▸ Task to carry out: Go through the entries below and collect each line with the string "pressed" in it.

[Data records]
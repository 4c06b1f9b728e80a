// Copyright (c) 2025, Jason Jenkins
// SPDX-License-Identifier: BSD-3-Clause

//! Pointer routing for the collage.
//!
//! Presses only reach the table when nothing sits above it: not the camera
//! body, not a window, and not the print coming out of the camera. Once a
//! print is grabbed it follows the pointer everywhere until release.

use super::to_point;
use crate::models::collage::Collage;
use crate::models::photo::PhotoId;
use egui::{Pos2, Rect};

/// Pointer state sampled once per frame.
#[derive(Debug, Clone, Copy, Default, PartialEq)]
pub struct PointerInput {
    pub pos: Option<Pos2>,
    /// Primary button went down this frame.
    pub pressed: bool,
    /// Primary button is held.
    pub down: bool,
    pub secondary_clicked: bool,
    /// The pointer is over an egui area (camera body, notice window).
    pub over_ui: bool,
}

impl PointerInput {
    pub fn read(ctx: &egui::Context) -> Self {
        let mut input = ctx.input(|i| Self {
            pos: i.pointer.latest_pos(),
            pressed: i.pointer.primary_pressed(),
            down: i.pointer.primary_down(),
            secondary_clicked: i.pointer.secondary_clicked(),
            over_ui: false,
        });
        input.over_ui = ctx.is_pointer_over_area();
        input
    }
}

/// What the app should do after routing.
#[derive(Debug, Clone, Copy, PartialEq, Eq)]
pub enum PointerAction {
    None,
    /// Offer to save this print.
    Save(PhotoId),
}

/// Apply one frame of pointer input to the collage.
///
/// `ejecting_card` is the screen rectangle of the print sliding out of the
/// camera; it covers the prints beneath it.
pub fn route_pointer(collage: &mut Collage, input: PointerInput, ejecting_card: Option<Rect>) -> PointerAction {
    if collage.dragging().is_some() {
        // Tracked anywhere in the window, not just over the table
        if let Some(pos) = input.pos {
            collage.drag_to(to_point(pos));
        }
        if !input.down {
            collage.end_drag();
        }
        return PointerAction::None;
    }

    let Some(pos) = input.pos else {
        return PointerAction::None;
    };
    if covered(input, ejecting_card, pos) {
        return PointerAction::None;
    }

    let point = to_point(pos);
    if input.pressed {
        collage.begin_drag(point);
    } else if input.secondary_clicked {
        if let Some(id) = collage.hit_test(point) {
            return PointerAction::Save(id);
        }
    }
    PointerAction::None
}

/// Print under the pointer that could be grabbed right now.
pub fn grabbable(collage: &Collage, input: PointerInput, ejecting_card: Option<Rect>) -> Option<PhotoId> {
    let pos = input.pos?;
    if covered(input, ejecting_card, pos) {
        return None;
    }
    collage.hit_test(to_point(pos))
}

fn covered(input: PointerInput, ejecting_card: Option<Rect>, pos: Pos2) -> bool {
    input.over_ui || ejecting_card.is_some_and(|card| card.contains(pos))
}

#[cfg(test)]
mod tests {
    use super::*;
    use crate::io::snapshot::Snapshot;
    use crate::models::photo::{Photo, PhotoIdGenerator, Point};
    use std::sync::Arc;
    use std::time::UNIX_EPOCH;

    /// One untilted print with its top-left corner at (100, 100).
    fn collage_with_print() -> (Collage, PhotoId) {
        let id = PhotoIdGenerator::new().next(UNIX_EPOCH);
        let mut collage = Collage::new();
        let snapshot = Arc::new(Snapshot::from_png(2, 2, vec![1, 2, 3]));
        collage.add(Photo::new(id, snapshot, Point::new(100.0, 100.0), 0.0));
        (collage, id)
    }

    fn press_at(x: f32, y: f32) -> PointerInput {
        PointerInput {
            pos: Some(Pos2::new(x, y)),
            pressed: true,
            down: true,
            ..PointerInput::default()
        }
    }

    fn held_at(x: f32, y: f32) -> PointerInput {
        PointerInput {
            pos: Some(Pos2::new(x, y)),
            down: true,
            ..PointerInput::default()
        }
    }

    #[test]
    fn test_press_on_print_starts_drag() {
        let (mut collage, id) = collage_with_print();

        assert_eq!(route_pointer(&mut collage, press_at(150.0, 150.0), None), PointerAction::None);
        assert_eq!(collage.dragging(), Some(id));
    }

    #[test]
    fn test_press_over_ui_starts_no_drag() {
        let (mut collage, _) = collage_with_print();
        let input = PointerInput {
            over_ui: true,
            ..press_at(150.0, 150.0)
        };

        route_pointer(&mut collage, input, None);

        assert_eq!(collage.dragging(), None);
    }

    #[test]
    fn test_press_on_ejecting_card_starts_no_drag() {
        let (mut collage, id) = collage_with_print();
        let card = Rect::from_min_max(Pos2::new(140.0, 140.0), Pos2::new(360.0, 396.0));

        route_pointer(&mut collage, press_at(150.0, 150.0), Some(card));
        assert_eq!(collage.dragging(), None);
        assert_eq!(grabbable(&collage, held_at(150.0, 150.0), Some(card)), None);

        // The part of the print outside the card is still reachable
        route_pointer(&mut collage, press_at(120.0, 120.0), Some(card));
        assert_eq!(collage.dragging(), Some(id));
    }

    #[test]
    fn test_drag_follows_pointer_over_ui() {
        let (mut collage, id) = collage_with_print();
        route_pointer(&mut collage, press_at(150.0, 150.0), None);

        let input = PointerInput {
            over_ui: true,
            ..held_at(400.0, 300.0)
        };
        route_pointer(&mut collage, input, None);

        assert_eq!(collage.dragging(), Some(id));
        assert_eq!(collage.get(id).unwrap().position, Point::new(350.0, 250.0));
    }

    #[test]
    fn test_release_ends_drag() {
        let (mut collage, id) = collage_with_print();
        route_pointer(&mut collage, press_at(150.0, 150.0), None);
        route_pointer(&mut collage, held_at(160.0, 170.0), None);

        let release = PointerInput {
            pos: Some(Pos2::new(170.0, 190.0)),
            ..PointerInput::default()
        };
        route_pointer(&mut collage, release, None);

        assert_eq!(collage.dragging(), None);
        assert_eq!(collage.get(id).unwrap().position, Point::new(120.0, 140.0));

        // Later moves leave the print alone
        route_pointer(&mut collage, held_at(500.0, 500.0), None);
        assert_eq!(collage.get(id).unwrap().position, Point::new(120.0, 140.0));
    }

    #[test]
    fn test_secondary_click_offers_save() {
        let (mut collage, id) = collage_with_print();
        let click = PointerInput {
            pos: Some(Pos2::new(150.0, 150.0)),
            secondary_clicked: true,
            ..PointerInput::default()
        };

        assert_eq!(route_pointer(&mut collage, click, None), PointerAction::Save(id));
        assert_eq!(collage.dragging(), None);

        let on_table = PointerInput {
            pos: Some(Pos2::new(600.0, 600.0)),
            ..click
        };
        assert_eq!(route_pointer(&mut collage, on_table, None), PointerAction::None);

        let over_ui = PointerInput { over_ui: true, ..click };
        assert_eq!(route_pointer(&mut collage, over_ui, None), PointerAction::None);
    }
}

---

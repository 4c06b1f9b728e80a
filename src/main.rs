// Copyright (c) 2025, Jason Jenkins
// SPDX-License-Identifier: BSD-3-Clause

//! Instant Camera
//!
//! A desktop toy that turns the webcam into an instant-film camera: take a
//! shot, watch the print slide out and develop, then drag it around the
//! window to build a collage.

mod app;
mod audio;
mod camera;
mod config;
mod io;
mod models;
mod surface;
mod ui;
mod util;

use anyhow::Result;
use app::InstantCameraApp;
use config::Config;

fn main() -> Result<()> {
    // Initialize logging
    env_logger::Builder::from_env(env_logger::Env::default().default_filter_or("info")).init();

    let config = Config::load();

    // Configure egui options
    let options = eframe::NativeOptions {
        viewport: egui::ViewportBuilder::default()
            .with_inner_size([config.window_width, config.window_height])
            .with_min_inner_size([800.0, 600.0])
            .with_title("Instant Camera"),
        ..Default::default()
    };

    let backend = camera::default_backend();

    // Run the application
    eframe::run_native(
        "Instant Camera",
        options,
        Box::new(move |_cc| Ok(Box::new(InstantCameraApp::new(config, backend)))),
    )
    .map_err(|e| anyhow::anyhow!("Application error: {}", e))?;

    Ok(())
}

==

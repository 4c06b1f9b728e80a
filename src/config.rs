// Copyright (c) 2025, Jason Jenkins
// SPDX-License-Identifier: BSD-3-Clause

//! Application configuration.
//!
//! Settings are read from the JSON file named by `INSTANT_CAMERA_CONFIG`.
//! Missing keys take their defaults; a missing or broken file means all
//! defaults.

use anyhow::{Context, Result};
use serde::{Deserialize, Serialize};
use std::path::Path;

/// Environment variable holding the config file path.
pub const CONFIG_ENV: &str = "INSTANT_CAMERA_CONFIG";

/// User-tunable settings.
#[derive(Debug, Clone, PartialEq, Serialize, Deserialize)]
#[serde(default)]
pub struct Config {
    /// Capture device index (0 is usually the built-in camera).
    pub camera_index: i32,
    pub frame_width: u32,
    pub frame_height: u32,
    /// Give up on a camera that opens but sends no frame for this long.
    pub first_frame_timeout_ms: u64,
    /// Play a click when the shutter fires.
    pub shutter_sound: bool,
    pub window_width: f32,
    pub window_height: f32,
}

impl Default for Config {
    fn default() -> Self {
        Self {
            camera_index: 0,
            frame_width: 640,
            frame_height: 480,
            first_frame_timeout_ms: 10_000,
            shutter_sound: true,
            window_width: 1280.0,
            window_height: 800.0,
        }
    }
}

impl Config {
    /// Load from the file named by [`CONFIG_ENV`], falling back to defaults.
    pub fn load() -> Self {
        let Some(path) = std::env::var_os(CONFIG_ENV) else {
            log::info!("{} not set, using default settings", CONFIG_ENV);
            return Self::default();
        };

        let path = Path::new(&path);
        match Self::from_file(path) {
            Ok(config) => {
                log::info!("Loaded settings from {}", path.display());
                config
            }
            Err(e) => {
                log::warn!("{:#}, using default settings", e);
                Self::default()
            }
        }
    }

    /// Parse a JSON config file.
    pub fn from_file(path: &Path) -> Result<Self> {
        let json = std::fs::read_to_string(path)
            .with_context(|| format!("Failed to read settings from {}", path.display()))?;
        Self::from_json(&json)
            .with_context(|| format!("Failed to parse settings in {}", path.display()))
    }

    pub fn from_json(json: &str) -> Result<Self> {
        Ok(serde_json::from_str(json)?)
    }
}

▸ Written answer:
    pub pressed: bool,
            pressed: i.pointer.primary_pressed(),
    if input.pressed {
            pressed: true,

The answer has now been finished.